When? Men’s Team Pursuit Qualifying: Monday, August 2, 9.02am (finals scheduled for 10am on Wednesday, August 4); Where? Izu Velodrome; How can I watch? BBC One or BBC Red Button
Lizzie Deignan: A silver medallist in a thrilling women’s road race back in 2012, the 2015 world champion saw her preparations to go one better in Rio disrupted on the eve of the Games by stories of missed drugs tests. She still finished fifth. Tokyo will be her last shot. Deignan is thrilling to watch because she will always go for it, either from a long break or from closer in, it’s just the elements out of her control – like the supremely talented and well-stocked Dutch squad – that could thwart her. Like Jonny Brownlee, it would be a cathartic victory.
When? Sunday, July 25, 5am; Where? Fuji International Speedway; How can I watch? BBC One or BBC Red Button
Jack Laugher: Britain’s most successful Olympic diver thanks to his gold in the 3m synchro and silver in the 3m individual in Rio. Remember that green pool? The Harrogate diver, the standard bearer for yet another strong representation from the City of Leeds club, heads to Tokyo a little under the radar, despite adding Commonwealth and European gold medals to his list of titles.
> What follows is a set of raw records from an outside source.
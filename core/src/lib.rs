//! algotrace: deterministic step traces and a playback controller
//!
//! Algorithms are turned into immutable `StepTrace`s by pure step generators,
//! one trace per input set. A single, algorithm-agnostic `PlaybackController`
//! walks any trace over time, and `PlaybackDriver` runs that controller on a
//! tokio task with commands and ticks serialized through one loop.
//!
//! ```no_run
//! use std::sync::Arc;
//! use algotrace_core::algorithm::{MaxArea, StepGenerator};
//! use algotrace_core::config::EngineConfig;
//! use algotrace_core::temporal::PlaybackDriver;
//!
//! # async fn demo() -> Result<(), algotrace_core::temporal::DriverError> {
//! let config = EngineConfig::default();
//! let trace = MaxArea { heights: vec![1, 8, 6, 2, 5, 4, 8, 3, 7] }.generate(&config.limits);
//! let (handle, _task) = PlaybackDriver::spawn(Arc::new(trace), &config.playback);
//! handle.play().await?;
//! # Ok(())
//! # }
//! ```
//!
//! Copyright (c) 2025 Mohammad Atashi <mohammadaliatashi@icloud.com>

pub mod algorithm;
pub mod config;
pub mod data_structures;
pub mod execution;
pub mod temporal;

pub use algorithm::{generate_from_json, AlgorithmId, AlgorithmInput, GeneratorError, StepGenerator};
pub use config::{ConfigError, EngineConfig, GeneratorLimits, PlaybackConfig};
pub use execution::{Snapshot, Step, StepKind, StepTrace, TraceOutcome};
pub use temporal::{
    DriverError, PlaybackController, PlaybackDriver, PlaybackHandle, PlaybackSnapshot, PlaybackStatus,
    Speed,
};

/// Crate version
pub const VERSION: &str = env!("CARGO_PKG_VERSION");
With new 3m synchro prtner Dan Goodfellow, he won gold at the recent Europeans, but finished sixth in the individual, admitting he was over-burdening himself with the pressure he was putting himself under.
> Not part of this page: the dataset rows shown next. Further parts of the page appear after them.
//! Async playback driver
//!
//! Runs a `PlaybackController` inside one tokio task. Commands arrive over an
//! mpsc channel and timer expiries are awaited in the same `select!`, so a
//! command is always applied before any later expiry is looked at, and the
//! sleep for a cancelled timer is simply dropped. Every change is published
//! on a `watch` channel.
//!
//! Copyright (c) 2025 Mohammad Atashi <mohammadaliatashi@icloud.com>

use std::sync::Arc;

use log::{info, trace};
use thiserror::Error;
use tokio::sync::{mpsc, oneshot, watch};
use tokio::task::JoinHandle;
use tokio::time::sleep_until;

use crate::config::PlaybackConfig;
use crate::execution::step::StepTrace;
use crate::temporal::playback::{PlaybackCommand, PlaybackController, PlaybackSnapshot, Speed};

#[derive(Debug, Error, Clone, Copy, PartialEq, Eq)]
pub enum DriverError {
    #[error("Playback driver has shut down")]
    Closed,
}

enum Request {
    Apply {
        command: PlaybackCommand,
        reply: oneshot::Sender<PlaybackSnapshot>,
    },
    Shutdown {
        reply: oneshot::Sender<()>,
    },
}

/// Spawns and runs playback tasks
pub struct PlaybackDriver {
    controller: PlaybackController,
    requests: mpsc::Receiver<Request>,
    snapshots: watch::Sender<PlaybackSnapshot>,
}

impl PlaybackDriver {
    /// Starts a driver on the current tokio runtime
    pub fn spawn(trace: Arc<StepTrace>, config: &PlaybackConfig) -> (PlaybackHandle, JoinHandle<()>) {
        let controller = PlaybackController::new(trace, config);
        let (request_tx, request_rx) = mpsc::channel(config.command_buffer.max(1));
        let (snapshot_tx, snapshot_rx) = watch::channel(controller.snapshot());

        let driver = Self {
            controller,
            requests: request_rx,
            snapshots: snapshot_tx,
        };
        let task = tokio::spawn(driver.run());

        let handle = PlaybackHandle {
            requests: request_tx,
            snapshots: snapshot_rx,
        };
        (handle, task)
    }

    async fn run(mut self) {
        info!(
            "playback driver started for {} ({} steps)",
            self.controller.trace().algorithm(),
            self.controller.trace().len()
        );

        loop {
            let deadline = self.controller.next_deadline();
            tokio::select! {
                biased;

                request = self.requests.recv() => match request {
                    Some(Request::Apply { command, reply }) => {
                        let snapshot = self.controller.apply(command);
                        self.publish(snapshot.clone());
                        // The caller may have given up waiting; the change still stands.
                        let _ = reply.send(snapshot);
                    }
                    Some(Request::Shutdown { reply }) => {
                        let _ = reply.send(());
                        break;
                    }
                    None => break,
                },

                _ = async {
                    if let Some(deadline) = deadline {
                        sleep_until(deadline).await;
                    }
                }, if deadline.is_some() => {
                    if self.controller.tick() {
                        trace!("driver advanced to step {}", self.controller.current_index());
                        self.publish(self.controller.snapshot());
                    }
                }
            }
        }

        info!("playback driver stopped at step {}", self.controller.current_index());
    }

    fn publish(&self, snapshot: PlaybackSnapshot) {
        self.snapshots.send_replace(snapshot);
    }
}

/// Cloneable control surface for a running driver
#[derive(Debug, Clone)]
pub struct PlaybackHandle {
    requests: mpsc::Sender<Request>,
    snapshots: watch::Receiver<PlaybackSnapshot>,
}

impl PlaybackHandle {
    async fn apply(&self, command: PlaybackCommand) -> Result<PlaybackSnapshot, DriverError> {
        let (reply, response) = oneshot::channel();
        self.requests
            .send(Request::Apply { command, reply })
            .await
            .map_err(|_| DriverError::Closed)?;
        response.await.map_err(|_| DriverError::Closed)
    }

    pub async fn play(&self) -> Result<PlaybackSnapshot, DriverError> {
        self.apply(PlaybackCommand::Play).await
    }

    pub async fn pause(&self) -> Result<PlaybackSnapshot, DriverError> {
        self.apply(PlaybackCommand::Pause).await
    }

    pub async fn step(&self) -> Result<PlaybackSnapshot, DriverError> {
        self.apply(PlaybackCommand::Step).await
    }

    pub async fn step_back(&self) -> Result<PlaybackSnapshot, DriverError> {
        self.apply(PlaybackCommand::StepBack).await
    }

    pub async fn seek(&self, index: usize) -> Result<PlaybackSnapshot, DriverError> {
        self.apply(PlaybackCommand::Seek(index)).await
    }

    pub async fn reset(&self) -> Result<PlaybackSnapshot, DriverError> {
        self.apply(PlaybackCommand::Reset).await
    }

    pub async fn set_speed(&self, speed: Speed) -> Result<PlaybackSnapshot, DriverError> {
        self.apply(PlaybackCommand::SetSpeed(speed)).await
    }

    pub async fn load(&self, trace: Arc<StepTrace>) -> Result<PlaybackSnapshot, DriverError> {
        self.apply(PlaybackCommand::Load(trace)).await
    }

    /// Stops the driver task; later calls on any handle return `Closed`
    pub async fn shutdown(&self) -> Result<(), DriverError> {
        let (reply, response) = oneshot::channel();
        self.requests
            .send(Request::Shutdown { reply })
            .await
            .map_err(|_| DriverError::Closed)?;
        response.await.map_err(|_| DriverError::Closed)
    }

    /// Latest published snapshot
    pub fn snapshot(&self) -> PlaybackSnapshot {
        self.snapshots.borrow().clone()
    }

    /// Receiver notified on every change, ticks included
    pub fn subscribe(&self) -> watch::Receiver<PlaybackSnapshot> {
        self.snapshots.clone()
    }
}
Men’s Syncronised 3m Springboard Final – When? Wednesday, July 28, 7am; Where? Tokyo Aquatics Centre; How can I watch? BBC One or BBC Red Button. Men’s 3m Springboard When? - Monday, August 2, 7am; Where? Tokyo Aquatics Centre; How can I watch? BBC One or BBC Red Button.
Max Litchfield: Fourth in the 400m individual medley back in Rio when he wasn’t even expecting to make the final, can the swimmer from Pontefract via Doncaster Dartes and City of Sheffield make the step up to the Olympic podium? He has made the international medal breakthrough in recent years and is knocking on the door.
400m individual medley Heats – When? Heats on Sat, July 24 - qualified eighth overall; final scheduled for 2.30am on Sunday, July 25; Where? Tokyo Aquatics Centre; How can I watch? BBC One or BBC Red Button
Marc Scott: The North Yorkshire runner has already dethroned Mo Farah in the 5,000m and 10,000m at British level, can he now go and carry the baton onto the biggest international stage?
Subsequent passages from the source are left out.